Mafia e malaffare, ecco “l’agricoltura nera” della Sicilia a caccia di aiuti Ue
Terreni in mano alla mafia, ettari intestati ai morti: ecco l’agricoltura nera di Sicilia a caccia di aiuti Ue. Dopo il varo del protocollo che obbliga gli enti pubblici a chiedere la certificazione antimafia, scattano le revoche. La Corte dei conti alza il vero sulle truffe agricole.
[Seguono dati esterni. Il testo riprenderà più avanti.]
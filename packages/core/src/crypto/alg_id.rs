//! Algorithm identifiers.
//!
//! An identifier is a canonical name (`"RSA"`, `"ECDSA/SHA-256"`,
//! `"Kyber-1024-r3"`) plus opaque algorithm parameters. Identifiers read
//! from certificates arrive as object identifiers and are resolved through
//! a static table; unknown OIDs keep their dotted form as the name so that
//! the registry reports them as unavailable.

use serde::{Deserialize, Serialize};

/// Known object identifiers and their canonical names.
const OID_TABLE: &[(&str, &str)] = &[
    ("1.2.840.113549.1.1.1", "RSA"),
    ("1.2.840.113549.1.1.11", "RSA/EMSA3(SHA-256)"),
    ("1.2.840.113549.1.1.12", "RSA/EMSA3(SHA-384)"),
    ("1.2.840.113549.1.1.13", "RSA/EMSA3(SHA-512)"),
    ("1.2.840.10045.2.1", "ECDSA"),
    ("1.2.840.10045.4.3.2", "ECDSA/SHA-256"),
    ("1.2.840.10045.4.3.3", "ECDSA/SHA-384"),
    ("1.2.840.10045.4.3.4", "ECDSA/SHA-512"),
    ("1.3.132.1.12", "ECDH"),
    ("1.2.840.10040.4.1", "DSA"),
    ("2.16.840.1.101.3.4.3.2", "DSA/SHA-256"),
    ("2.16.840.1.101.3.4.3.3", "DSA/SHA-384"),
    ("2.16.840.1.101.3.4.3.4", "DSA/SHA-512"),
    ("1.3.101.110", "Curve25519"),
    ("1.3.101.112", "Ed25519"),
];

#[derive(Debug, Clone, PartialEq, Eq, Hash, Serialize, Deserialize)]
pub struct AlgorithmIdentifier {
    name: String,
    #[serde(with = "serde_bytes")]
    parameters: Vec<u8>,
}

impl AlgorithmIdentifier {
    pub fn new(name: impl Into<String>, parameters: Vec<u8>) -> Self {
        Self {
            name: name.into(),
            parameters,
        }
    }

    /// Identifier with no parameters.
    pub fn from_name(name: impl Into<String>) -> Self {
        Self::new(name, Vec::new())
    }

    /// Resolve a dotted object identifier. Unknown OIDs are kept verbatim.
    pub fn from_oid(oid: &str, parameters: Vec<u8>) -> Self {
        let name = OID_TABLE
            .iter()
            .find(|(o, _)| *o == oid)
            .map(|(_, n)| n.to_string())
            .unwrap_or_else(|| oid.to_string());
        Self::new(name, parameters)
    }

    /// Dotted OID for this identifier, if it has a registered one.
    pub fn oid(&self) -> Option<&'static str> {
        OID_TABLE
            .iter()
            .find(|(_, n)| *n == self.name)
            .map(|(o, _)| *o)
    }

    /// Canonical string form, e.g. `ECDSA/SHA-256`.
    pub fn to_formatted_string(&self) -> &str {
        &self.name
    }

    /// First `/`-delimited token: the algorithm family used for dispatch.
    pub fn algorithm_name(&self) -> &str {
        self.name.split('/').next().unwrap_or("")
    }

    /// Everything after the first `/`: the padding or hash scheme, if any.
    pub fn scheme(&self) -> Option<&str> {
        self.name.split_once('/').map(|(_, rest)| rest)
    }

    pub fn parameters(&self) -> &[u8] {
        &self.parameters
    }
}

impl std::fmt::Display for AlgorithmIdentifier {
    fn fmt(&self, f: &mut std::fmt::Formatter<'_>) -> std::fmt::Result {
        f.write_str(&self.name)
    }
}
Due business illegali che puntano a mettere le mani su 4,4 miliardi di fondi europei
Da un lato in un anno sono ben seimila gli ettari di terreni pubblici revocati dai Comuni dell’Ennese e dei Nebrodi a mafiosi o prestanome dei clan che negli anni hanno incassato milioni di euro di fondi Europei. Dall’altro la Corte dei conti ha scoperto un boom di truffe, con agricoltori che prendevano contributi comunitari su terreni intestati a defunti o a persone che non li avevano mai ceduti. Ecco l’anima nera dell’agricoltura siciliana attratta da un fiume di risorse, pari a 4,4 miliardi di euro negli ultimi dieci anni. Ecco il bussines nero sul quale si sta alzando il velo.
I TERRENI IN MANO ALLA MAFIA
Il protocollo voluto dal presidente del parco dei Nebrodi Giuseppe Antoci, e firmato dalla prefettura di Messina e dal governatore Rosario Crocetta, che prevede l’obbligo della certificazione antimafia per poter gestire terreni pubblici anche di valore inferiore ai 150 mila euro e su questi chiedere contributi Ue, inizia a dare i suoi frutti: tra il 2015 e gennaio scorso sono stati revocati ben 6 mila ettari di terreni concessi dal Parco e da diversi Comuni, da Troina a Cesarò passando per Tortorici, solo per citarne alcuni. Tutti terreni affidati negli anni passati a mafiosi o prestanome e sui quali sono stati chiesti e incassati almeno 4 milioni di euro all’anno di contributi Ue negli ultimi dieci anni. Cifre da capogiro. «Soltanto a Cesarò sono stati revocati recentemente terreni a imprenditori del clan Triscari e Pruiti per 300 ettari, che di contributi valgono in otto anni 2,8 milioni di euro», dice Antoci. Le altre revoche delle certificazioni antimafia hanno riguardato imprenditori agricoli condannati per reati come l’associazione mafiosa e per legami con i più potenti clan mafiosi dell’Isola, quelli dei Bontempo Scavo, dei Conti Taguali, dei Santapola e dei clan “tortoriciani” e di Cesarò. «Ma in queste settimane stanno arrivando revoche da tutte le prefetture dell’Isola, dimostrando come il fenomeno della mafia rurale sia molto esteso e per anni sia stato fuori controllo », dice Antoci.